Work order – Using the records provided below, locate and copy each line that contains the word "cancelled".

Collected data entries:
* * *

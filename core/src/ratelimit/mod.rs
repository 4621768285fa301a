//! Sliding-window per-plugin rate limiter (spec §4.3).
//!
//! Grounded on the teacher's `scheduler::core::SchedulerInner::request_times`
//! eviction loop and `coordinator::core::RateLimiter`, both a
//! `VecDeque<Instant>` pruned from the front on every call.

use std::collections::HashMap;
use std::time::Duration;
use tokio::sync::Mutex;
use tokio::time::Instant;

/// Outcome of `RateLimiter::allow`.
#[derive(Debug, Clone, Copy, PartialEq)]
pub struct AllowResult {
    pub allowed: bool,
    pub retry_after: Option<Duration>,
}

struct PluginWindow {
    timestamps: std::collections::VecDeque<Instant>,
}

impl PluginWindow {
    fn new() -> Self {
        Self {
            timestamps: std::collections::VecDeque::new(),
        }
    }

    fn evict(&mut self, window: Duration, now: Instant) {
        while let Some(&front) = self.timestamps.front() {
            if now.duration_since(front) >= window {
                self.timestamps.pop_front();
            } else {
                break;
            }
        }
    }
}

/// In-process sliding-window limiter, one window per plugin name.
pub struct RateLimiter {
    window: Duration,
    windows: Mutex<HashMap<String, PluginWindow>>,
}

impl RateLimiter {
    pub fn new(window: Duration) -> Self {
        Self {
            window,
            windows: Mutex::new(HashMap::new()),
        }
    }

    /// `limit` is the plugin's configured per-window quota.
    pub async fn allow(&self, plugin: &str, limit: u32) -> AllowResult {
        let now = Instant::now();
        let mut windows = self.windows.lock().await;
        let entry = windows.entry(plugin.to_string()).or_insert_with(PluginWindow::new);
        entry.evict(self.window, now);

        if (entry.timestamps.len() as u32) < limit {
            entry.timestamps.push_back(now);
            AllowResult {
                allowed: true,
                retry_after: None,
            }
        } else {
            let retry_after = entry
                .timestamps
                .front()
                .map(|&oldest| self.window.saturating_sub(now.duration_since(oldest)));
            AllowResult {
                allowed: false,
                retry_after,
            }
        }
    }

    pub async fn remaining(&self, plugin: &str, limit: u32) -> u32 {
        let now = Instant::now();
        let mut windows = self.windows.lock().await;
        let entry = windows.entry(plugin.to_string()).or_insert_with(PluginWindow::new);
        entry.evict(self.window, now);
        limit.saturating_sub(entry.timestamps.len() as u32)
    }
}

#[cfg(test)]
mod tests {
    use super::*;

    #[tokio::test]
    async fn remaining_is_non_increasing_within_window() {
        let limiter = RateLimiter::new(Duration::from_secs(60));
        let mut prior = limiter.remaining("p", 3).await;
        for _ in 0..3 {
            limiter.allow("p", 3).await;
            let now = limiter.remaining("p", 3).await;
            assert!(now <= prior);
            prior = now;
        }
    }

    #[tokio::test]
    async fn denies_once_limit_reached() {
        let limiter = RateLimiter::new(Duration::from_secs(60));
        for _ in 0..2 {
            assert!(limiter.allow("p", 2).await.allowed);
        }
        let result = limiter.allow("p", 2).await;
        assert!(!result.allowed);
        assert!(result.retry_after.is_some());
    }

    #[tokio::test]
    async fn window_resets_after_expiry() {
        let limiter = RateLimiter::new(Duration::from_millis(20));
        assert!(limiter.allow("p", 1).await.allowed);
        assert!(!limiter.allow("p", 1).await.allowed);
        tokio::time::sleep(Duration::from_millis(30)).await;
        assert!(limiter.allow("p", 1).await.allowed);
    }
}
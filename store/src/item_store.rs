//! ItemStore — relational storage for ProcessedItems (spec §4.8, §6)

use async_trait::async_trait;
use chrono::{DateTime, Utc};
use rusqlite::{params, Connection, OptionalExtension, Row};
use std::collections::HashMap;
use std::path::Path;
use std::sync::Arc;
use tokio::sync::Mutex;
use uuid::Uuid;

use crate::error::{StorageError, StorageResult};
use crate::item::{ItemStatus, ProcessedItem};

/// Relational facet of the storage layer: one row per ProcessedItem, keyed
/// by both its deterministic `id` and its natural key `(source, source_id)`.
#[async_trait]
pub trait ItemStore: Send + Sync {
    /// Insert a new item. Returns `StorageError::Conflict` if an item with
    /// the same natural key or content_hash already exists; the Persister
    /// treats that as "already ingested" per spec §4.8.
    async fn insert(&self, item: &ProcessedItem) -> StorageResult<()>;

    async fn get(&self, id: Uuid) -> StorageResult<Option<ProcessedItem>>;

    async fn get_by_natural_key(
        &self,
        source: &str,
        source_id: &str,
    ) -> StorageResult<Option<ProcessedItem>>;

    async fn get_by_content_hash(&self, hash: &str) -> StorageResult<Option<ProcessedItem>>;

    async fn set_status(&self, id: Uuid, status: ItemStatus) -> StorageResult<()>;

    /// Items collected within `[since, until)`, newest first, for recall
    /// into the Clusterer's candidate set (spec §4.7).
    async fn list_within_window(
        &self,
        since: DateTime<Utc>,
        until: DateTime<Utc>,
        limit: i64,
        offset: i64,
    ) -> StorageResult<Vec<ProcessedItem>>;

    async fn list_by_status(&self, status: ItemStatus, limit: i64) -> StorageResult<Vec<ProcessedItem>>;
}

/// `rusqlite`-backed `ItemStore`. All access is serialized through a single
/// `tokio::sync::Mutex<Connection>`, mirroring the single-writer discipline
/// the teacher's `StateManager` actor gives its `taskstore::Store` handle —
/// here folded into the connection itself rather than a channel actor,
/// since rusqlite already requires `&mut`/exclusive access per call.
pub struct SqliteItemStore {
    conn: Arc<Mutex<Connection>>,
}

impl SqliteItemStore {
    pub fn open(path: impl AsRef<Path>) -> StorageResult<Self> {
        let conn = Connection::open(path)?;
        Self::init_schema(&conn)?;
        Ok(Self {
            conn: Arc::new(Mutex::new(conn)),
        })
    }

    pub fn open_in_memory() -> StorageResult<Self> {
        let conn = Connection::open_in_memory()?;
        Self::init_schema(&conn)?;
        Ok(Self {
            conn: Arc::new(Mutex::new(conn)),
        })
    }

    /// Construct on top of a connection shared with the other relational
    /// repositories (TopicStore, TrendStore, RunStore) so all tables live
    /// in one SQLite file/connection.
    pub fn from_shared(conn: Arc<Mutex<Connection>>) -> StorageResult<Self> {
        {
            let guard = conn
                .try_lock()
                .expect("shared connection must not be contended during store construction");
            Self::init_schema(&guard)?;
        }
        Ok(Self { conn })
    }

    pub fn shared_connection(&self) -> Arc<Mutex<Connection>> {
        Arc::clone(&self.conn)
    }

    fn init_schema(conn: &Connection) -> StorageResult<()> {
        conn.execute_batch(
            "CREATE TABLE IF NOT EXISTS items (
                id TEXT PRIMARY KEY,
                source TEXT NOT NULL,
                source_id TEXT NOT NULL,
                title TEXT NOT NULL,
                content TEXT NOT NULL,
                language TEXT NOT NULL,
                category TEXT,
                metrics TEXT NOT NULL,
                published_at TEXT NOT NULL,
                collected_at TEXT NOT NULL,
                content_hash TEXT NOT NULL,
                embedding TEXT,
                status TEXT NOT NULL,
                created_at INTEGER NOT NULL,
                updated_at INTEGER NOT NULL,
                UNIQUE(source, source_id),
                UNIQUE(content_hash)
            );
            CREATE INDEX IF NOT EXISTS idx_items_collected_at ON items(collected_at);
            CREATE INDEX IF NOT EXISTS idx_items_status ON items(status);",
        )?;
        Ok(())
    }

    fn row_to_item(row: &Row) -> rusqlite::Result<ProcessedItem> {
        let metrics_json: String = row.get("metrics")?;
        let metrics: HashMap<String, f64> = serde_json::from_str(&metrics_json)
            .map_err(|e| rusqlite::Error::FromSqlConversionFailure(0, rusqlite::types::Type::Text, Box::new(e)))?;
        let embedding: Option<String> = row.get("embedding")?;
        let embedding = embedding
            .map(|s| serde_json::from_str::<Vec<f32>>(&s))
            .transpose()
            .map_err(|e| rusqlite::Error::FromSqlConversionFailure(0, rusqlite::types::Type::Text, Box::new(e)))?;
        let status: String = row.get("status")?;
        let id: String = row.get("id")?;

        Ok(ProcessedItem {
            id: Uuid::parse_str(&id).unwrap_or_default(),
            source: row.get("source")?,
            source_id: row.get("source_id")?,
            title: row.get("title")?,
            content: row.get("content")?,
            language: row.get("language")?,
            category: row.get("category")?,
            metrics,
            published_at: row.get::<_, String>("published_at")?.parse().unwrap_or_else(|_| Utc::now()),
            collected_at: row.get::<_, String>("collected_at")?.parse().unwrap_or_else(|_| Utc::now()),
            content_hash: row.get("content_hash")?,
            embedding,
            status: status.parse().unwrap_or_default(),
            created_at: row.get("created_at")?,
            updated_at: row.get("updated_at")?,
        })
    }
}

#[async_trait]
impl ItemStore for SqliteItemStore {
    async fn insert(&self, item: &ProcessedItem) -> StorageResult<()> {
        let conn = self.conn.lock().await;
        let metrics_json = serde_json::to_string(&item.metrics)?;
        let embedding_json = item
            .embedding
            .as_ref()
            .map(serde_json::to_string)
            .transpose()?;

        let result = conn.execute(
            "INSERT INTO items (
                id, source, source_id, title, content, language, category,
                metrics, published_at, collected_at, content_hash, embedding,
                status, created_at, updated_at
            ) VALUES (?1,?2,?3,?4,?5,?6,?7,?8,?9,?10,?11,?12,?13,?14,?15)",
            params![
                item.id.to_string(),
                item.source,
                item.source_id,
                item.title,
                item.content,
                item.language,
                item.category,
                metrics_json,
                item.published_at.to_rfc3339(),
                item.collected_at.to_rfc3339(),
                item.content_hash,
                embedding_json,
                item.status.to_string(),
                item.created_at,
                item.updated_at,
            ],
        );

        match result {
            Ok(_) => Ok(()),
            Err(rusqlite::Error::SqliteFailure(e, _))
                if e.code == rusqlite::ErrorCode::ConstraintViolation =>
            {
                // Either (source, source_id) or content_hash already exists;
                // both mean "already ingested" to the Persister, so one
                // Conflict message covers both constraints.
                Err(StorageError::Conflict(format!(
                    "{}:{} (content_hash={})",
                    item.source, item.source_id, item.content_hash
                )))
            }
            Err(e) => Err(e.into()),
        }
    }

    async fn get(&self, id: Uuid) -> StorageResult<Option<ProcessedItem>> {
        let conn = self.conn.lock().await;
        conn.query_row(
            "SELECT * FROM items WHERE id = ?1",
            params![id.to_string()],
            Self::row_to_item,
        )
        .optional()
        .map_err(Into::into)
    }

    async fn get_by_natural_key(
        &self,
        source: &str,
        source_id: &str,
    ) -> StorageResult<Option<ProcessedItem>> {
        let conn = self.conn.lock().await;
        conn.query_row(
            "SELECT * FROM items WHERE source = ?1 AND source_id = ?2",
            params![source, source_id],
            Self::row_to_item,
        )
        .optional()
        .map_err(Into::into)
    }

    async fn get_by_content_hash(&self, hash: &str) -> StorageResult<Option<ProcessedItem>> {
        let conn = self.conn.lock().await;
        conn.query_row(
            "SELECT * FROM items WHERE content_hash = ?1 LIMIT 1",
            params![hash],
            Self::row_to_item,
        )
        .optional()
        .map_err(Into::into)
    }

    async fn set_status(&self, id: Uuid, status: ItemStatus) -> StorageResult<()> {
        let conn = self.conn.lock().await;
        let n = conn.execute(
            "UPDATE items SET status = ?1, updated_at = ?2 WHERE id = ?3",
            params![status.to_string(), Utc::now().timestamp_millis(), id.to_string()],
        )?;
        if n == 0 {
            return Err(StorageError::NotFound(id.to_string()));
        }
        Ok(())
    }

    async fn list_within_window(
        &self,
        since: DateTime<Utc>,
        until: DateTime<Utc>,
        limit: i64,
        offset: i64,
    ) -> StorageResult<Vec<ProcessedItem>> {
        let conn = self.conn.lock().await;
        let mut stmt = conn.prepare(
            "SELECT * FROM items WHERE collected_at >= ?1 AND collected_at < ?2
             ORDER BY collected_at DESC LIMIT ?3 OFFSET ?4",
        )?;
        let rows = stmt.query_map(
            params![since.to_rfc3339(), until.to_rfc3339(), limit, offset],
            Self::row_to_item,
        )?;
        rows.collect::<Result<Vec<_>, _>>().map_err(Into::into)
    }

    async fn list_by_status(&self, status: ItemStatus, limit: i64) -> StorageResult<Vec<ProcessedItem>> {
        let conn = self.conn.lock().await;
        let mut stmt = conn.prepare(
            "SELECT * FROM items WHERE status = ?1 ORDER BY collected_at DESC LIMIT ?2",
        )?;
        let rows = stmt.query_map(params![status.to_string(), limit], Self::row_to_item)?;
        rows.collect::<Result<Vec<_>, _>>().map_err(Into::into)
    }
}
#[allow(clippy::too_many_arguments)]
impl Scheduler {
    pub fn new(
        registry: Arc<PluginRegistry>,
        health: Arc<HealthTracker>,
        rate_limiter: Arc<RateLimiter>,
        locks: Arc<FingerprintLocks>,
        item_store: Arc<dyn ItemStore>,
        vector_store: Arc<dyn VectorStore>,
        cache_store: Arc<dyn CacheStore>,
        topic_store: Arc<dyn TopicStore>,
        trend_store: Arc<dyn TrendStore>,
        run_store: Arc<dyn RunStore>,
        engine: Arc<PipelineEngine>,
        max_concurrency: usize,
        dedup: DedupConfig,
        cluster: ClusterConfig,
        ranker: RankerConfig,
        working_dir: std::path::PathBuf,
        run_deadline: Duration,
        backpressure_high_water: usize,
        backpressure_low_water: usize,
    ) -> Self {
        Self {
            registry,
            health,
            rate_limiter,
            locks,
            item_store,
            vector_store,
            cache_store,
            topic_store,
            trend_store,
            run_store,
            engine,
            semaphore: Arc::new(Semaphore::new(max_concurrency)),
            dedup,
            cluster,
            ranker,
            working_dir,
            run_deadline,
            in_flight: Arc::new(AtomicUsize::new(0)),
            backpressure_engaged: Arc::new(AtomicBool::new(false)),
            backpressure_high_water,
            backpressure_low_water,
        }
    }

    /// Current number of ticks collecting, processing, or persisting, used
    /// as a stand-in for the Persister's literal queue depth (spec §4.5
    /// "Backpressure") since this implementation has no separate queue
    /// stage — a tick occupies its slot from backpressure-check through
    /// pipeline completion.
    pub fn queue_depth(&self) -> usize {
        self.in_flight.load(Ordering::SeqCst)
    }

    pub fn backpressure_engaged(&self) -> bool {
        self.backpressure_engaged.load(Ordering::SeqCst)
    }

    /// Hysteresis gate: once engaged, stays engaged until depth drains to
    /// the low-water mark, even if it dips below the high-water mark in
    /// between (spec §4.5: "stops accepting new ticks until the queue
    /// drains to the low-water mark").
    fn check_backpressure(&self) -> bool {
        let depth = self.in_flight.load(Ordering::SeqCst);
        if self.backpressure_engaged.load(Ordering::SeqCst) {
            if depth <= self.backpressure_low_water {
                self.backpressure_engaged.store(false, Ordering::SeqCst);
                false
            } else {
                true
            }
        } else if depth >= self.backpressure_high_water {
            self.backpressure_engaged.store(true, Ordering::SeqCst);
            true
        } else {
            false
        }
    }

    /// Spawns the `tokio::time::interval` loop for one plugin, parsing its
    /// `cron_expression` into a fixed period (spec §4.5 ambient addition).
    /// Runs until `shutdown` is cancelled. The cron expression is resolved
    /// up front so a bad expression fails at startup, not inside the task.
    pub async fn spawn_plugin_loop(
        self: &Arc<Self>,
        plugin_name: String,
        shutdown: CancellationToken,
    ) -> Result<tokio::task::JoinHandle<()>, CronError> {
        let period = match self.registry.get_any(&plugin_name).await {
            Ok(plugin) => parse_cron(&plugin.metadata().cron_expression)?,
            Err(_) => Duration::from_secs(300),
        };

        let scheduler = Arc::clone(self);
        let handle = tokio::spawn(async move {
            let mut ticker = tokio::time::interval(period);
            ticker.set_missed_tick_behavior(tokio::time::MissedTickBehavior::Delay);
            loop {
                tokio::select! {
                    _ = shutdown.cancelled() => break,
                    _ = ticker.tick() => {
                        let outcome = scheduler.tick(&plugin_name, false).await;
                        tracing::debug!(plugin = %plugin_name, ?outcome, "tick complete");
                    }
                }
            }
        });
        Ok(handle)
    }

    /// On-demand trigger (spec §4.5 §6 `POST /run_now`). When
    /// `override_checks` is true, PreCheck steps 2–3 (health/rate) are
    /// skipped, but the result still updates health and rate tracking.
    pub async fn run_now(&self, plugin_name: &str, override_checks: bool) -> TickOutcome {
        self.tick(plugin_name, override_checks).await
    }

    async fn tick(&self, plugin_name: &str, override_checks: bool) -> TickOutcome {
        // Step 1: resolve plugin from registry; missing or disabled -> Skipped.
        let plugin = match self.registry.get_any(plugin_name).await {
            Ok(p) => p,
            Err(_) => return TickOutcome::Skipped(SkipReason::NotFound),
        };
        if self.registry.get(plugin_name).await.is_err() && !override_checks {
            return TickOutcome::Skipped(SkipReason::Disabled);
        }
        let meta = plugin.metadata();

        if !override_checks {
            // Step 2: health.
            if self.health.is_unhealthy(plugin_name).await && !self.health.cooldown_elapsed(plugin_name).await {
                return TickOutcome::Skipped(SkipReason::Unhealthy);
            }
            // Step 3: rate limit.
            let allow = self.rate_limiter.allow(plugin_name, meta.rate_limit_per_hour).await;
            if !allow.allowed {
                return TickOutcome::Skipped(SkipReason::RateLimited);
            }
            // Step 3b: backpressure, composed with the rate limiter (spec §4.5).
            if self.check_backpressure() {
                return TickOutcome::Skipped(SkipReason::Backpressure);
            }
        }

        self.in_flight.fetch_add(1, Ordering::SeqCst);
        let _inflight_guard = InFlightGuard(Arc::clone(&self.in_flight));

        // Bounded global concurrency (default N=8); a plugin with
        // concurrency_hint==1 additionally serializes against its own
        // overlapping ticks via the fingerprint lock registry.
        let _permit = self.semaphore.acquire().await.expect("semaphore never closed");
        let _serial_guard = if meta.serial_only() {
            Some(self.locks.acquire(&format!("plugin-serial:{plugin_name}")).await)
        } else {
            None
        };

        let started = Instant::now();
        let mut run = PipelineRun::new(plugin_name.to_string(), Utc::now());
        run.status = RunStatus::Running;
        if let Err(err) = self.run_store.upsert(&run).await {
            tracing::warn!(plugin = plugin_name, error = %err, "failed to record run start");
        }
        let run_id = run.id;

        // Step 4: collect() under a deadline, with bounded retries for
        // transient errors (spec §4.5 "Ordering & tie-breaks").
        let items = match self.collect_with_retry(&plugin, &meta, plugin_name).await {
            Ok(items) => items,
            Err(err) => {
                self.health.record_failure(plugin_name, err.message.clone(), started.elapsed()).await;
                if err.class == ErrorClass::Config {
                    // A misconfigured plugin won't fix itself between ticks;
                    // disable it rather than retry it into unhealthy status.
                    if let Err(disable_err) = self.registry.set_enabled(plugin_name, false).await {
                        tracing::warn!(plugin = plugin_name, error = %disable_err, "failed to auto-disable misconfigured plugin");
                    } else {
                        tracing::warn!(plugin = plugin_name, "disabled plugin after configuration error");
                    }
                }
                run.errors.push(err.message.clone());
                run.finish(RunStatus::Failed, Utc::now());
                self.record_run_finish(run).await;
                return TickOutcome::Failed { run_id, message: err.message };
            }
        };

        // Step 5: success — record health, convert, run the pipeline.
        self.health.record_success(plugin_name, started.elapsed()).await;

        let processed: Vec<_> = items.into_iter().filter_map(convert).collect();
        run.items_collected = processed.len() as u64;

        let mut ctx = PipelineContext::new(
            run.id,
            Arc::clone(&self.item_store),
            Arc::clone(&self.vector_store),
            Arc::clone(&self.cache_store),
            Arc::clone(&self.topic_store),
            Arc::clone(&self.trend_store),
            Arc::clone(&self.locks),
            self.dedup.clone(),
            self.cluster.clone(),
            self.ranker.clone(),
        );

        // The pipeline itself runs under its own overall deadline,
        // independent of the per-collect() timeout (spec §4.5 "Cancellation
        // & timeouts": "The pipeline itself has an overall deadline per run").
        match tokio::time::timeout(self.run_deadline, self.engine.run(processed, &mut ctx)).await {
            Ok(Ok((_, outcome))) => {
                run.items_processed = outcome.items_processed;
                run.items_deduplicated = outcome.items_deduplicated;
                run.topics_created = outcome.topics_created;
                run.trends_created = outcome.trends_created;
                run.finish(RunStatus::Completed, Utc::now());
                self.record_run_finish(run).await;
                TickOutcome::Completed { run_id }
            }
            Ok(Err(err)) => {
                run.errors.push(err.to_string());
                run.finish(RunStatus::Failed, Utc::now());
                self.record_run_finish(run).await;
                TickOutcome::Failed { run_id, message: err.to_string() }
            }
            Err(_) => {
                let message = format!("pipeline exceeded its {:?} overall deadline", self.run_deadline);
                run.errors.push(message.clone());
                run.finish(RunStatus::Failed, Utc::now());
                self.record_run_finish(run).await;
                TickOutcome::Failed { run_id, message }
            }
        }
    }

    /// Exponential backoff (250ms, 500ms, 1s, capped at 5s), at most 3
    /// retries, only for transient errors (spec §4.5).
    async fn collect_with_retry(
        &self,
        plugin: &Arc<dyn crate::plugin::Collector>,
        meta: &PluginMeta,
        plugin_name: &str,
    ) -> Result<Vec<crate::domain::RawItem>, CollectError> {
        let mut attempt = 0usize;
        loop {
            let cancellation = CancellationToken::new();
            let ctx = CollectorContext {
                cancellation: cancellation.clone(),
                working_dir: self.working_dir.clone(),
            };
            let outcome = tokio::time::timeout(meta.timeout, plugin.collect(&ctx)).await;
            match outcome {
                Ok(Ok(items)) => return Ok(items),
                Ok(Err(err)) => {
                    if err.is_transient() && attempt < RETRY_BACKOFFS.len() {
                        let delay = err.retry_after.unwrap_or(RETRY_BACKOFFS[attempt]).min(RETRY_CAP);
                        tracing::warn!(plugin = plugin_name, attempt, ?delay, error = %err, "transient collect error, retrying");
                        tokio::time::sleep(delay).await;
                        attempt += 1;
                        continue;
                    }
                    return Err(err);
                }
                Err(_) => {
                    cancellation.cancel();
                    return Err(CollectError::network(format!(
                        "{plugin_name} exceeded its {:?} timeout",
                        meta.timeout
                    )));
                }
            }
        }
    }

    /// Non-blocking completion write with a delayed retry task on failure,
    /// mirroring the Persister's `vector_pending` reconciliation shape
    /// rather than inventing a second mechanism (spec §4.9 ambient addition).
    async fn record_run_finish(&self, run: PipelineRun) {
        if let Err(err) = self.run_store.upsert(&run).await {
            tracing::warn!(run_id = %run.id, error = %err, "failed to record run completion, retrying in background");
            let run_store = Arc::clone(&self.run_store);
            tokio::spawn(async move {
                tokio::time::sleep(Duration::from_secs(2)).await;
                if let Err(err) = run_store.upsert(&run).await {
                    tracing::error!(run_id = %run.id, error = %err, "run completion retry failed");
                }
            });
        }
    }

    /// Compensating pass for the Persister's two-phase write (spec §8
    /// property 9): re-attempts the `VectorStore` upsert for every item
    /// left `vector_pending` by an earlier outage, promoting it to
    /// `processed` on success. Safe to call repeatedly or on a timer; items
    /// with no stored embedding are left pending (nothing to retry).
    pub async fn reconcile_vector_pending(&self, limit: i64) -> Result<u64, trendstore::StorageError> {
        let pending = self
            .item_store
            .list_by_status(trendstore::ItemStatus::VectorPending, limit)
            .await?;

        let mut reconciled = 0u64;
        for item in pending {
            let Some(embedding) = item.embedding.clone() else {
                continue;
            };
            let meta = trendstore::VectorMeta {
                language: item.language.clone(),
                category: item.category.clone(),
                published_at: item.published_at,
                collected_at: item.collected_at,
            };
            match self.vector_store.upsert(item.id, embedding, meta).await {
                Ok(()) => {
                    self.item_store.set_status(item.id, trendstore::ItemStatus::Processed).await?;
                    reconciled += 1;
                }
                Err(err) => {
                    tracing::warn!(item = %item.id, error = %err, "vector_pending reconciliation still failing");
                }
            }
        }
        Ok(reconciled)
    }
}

* * *

Exercise solution –
    /// Runs until `shutdown` is cancelled. The cron expression is resolved
                    _ = shutdown.cancelled() => break,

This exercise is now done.